Where the string "NtLexer" occurs in a line of the data below, that line should be copied.
BEGIN Records to process
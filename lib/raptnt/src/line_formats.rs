//! Shared statement assembler for N-Triples and N-Quads.

use crate::lexer::{NtLexer, NtToken};
use crate::toolkit::{
    AssembleError, Lexer, Parser, RuleRecognizer, RuleRecognizerError, TokenOrLineJump,
};
use crate::{MAX_BUFFER_SIZE, MIN_BUFFER_SIZE};
use raptrdf::{BlankNode, GraphName, Literal, NamedNode, NamedOrBlankNode, Quad, Term};
use std::collections::HashMap;
use std::mem::replace;

pub struct NQuadsRecognizer {
    state: NQuadsState,
    subject: Option<NamedOrBlankNode>,
    predicate: Option<NamedNode>,
    object: Option<Term>,
    graph_name: Option<GraphName>,
}

pub struct NQuadsRecognizerContext {
    with_graph_name: bool,
    /// Blank node label scope of the parse session: a label always resolves
    /// to the same node inside one session, never to a node of another one.
    blank_nodes: HashMap<String, BlankNode>,
}

impl NQuadsRecognizerContext {
    fn resolve_blank_node(&mut self, label: &str) -> BlankNode {
        self.blank_nodes.entry(label.to_owned()).or_default().clone()
    }
}

enum NQuadsState {
    ExpectSubject,
    ExpectPredicate,
    ExpectObject,
    ExpectLiteralAnnotationOrGraphOrDot { value: String },
    ExpectLiteralDatatype { value: String },
    ExpectGraphOrDot,
    ExpectDot,
    ExpectLineJump,
}

impl RuleRecognizer for NQuadsRecognizer {
    type TokenRecognizer = NtLexer;
    type Output = Quad;
    type Context = NQuadsRecognizerContext;

    fn recognize_next(
        mut self,
        token: TokenOrLineJump<NtToken<'_>>,
        context: &mut NQuadsRecognizerContext,
        results: &mut Vec<Quad>,
        errors: &mut Vec<RuleRecognizerError>,
    ) -> Self {
        match replace(&mut self.state, NQuadsState::ExpectSubject) {
            NQuadsState::ExpectSubject => match token {
                TokenOrLineJump::LineJump => self,
                TokenOrLineJump::Token(NtToken::IriRef(s)) => {
                    self.subject = Some(NamedNode::new_unchecked(s).into());
                    self.state = NQuadsState::ExpectPredicate;
                    self
                }
                TokenOrLineJump::Token(NtToken::BlankNodeLabel(s)) => {
                    self.subject = Some(context.resolve_blank_node(s).into());
                    self.state = NQuadsState::ExpectPredicate;
                    self
                }
                TokenOrLineJump::Token(NtToken::Punctuation(".")) => {
                    self.error(errors, AssembleError::UnexpectedTermCount(0))
                }
                TokenOrLineJump::Token(_) => self.error(
                    errors,
                    AssembleError::InvalidTermPosition {
                        position: "subject",
                        expected: "an IRI or a blank node",
                    },
                ),
            },
            NQuadsState::ExpectPredicate => match token {
                TokenOrLineJump::LineJump => self.error(errors, AssembleError::MissingTerminator),
                TokenOrLineJump::Token(NtToken::IriRef(p)) => {
                    self.predicate = Some(NamedNode::new_unchecked(p));
                    self.state = NQuadsState::ExpectObject;
                    self
                }
                TokenOrLineJump::Token(NtToken::Punctuation(".")) => {
                    self.error(errors, AssembleError::UnexpectedTermCount(1))
                }
                TokenOrLineJump::Token(_) => self.error(
                    errors,
                    AssembleError::InvalidTermPosition {
                        position: "predicate",
                        expected: "an IRI",
                    },
                ),
            },
            NQuadsState::ExpectObject => match token {
                TokenOrLineJump::LineJump => self.error(errors, AssembleError::MissingTerminator),
                TokenOrLineJump::Token(NtToken::IriRef(o)) => {
                    self.object = Some(NamedNode::new_unchecked(o).into());
                    self.state = NQuadsState::ExpectGraphOrDot;
                    self
                }
                TokenOrLineJump::Token(NtToken::BlankNodeLabel(o)) => {
                    self.object = Some(context.resolve_blank_node(o).into());
                    self.state = NQuadsState::ExpectGraphOrDot;
                    self
                }
                TokenOrLineJump::Token(NtToken::String(value)) => {
                    self.state = NQuadsState::ExpectLiteralAnnotationOrGraphOrDot { value };
                    self
                }
                TokenOrLineJump::Token(NtToken::Punctuation(".")) => {
                    self.error(errors, AssembleError::UnexpectedTermCount(2))
                }
                TokenOrLineJump::Token(_) => self.error(
                    errors,
                    AssembleError::InvalidTermPosition {
                        position: "object",
                        expected: "an IRI, a blank node or a literal",
                    },
                ),
            },
            NQuadsState::ExpectLiteralAnnotationOrGraphOrDot { value } => match token {
                TokenOrLineJump::Token(NtToken::LangTag(language)) => {
                    self.object = Some(
                        Literal::new_language_tagged_literal_unchecked(
                            value,
                            language.to_ascii_lowercase(),
                        )
                        .into(),
                    );
                    self.state = NQuadsState::ExpectGraphOrDot;
                    self
                }
                TokenOrLineJump::Token(NtToken::Punctuation("^^")) => {
                    self.state = NQuadsState::ExpectLiteralDatatype { value };
                    self
                }
                token => {
                    self.object = Some(Literal::new_simple_literal(value).into());
                    self.state = NQuadsState::ExpectGraphOrDot;
                    self.recognize_next(token, context, results, errors)
                }
            },
            NQuadsState::ExpectLiteralDatatype { value } => match token {
                TokenOrLineJump::LineJump => self.error(errors, AssembleError::MissingTerminator),
                TokenOrLineJump::Token(NtToken::IriRef(d)) => {
                    self.object = Some(
                        Literal::new_typed_literal(value, NamedNode::new_unchecked(d)).into(),
                    );
                    self.state = NQuadsState::ExpectGraphOrDot;
                    self
                }
                TokenOrLineJump::Token(_) => self.error(
                    errors,
                    AssembleError::InvalidTermPosition {
                        position: "datatype",
                        expected: "an IRI",
                    },
                ),
            },
            NQuadsState::ExpectGraphOrDot => match token {
                TokenOrLineJump::LineJump => self.error(errors, AssembleError::MissingTerminator),
                TokenOrLineJump::Token(NtToken::Punctuation(".")) => {
                    self.emit_quad(results, GraphName::DefaultGraph);
                    self.state = NQuadsState::ExpectLineJump;
                    self
                }
                TokenOrLineJump::Token(NtToken::IriRef(g)) => {
                    if context.with_graph_name {
                        self.graph_name = Some(NamedNode::new_unchecked(g).into());
                        self.state = NQuadsState::ExpectDot;
                        self
                    } else {
                        self.error(errors, AssembleError::UnexpectedTermCount(4))
                    }
                }
                TokenOrLineJump::Token(NtToken::BlankNodeLabel(g)) => {
                    if context.with_graph_name {
                        self.graph_name = Some(context.resolve_blank_node(g).into());
                        self.state = NQuadsState::ExpectDot;
                        self
                    } else {
                        self.error(errors, AssembleError::UnexpectedTermCount(4))
                    }
                }
                TokenOrLineJump::Token(_) => {
                    if context.with_graph_name {
                        self.error(
                            errors,
                            AssembleError::InvalidTermPosition {
                                position: "graph name",
                                expected: "an IRI or a blank node",
                            },
                        )
                    } else {
                        self.error(errors, AssembleError::UnexpectedTermCount(4))
                    }
                }
            },
            NQuadsState::ExpectDot => match token {
                TokenOrLineJump::LineJump => self.error(errors, AssembleError::MissingTerminator),
                TokenOrLineJump::Token(NtToken::Punctuation(".")) => {
                    let graph_name = self.graph_name.take().unwrap_or_default();
                    self.emit_quad(results, graph_name);
                    self.state = NQuadsState::ExpectLineJump;
                    self
                }
                TokenOrLineJump::Token(_) => {
                    self.error(errors, AssembleError::UnexpectedTermCount(5))
                }
            },
            NQuadsState::ExpectLineJump => match token {
                TokenOrLineJump::LineJump => self,
                TokenOrLineJump::Token(_) => {
                    self.error(errors, AssembleError::TrailingContent)
                }
            },
        }
    }

    fn recognize_end(
        self,
        _context: &mut NQuadsRecognizerContext,
        _results: &mut Vec<Quad>,
        errors: &mut Vec<RuleRecognizerError>,
    ) {
        match self.state {
            NQuadsState::ExpectSubject | NQuadsState::ExpectLineJump => (),
            _ => errors.push(AssembleError::MissingTerminator.into()),
        }
    }
}

impl NQuadsRecognizer {
    pub fn new_parser(with_graph_name: bool, lenient: bool) -> Parser<Self> {
        Parser::new(
            Lexer::new(
                NtLexer::new(lenient),
                MIN_BUFFER_SIZE,
                MAX_BUFFER_SIZE,
                Some(b"#"),
            ),
            Self {
                state: NQuadsState::ExpectSubject,
                subject: None,
                predicate: None,
                object: None,
                graph_name: None,
            },
            NQuadsRecognizerContext {
                with_graph_name,
                blank_nodes: HashMap::new(),
            },
        )
    }

    #[must_use]
    fn error(mut self, errors: &mut Vec<RuleRecognizerError>, error: AssembleError) -> Self {
        errors.push(error.into());
        self.subject = None;
        self.predicate = None;
        self.object = None;
        self.graph_name = None;
        self.state = NQuadsState::ExpectSubject;
        self
    }

    fn emit_quad(&mut self, results: &mut Vec<Quad>, graph_name: GraphName) {
        if let (Some(subject), Some(predicate), Some(object)) = (
            self.subject.take(),
            self.predicate.take(),
            self.object.take(),
        ) {
            results.push(Quad {
                subject,
                predicate,
                object,
                graph_name,
            });
        }
    }
}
END Records to process
## Exercise result
use crate::lexer::{NtLexer, NtToken};
    type TokenRecognizer = NtLexer;
                NtLexer::new(lenient),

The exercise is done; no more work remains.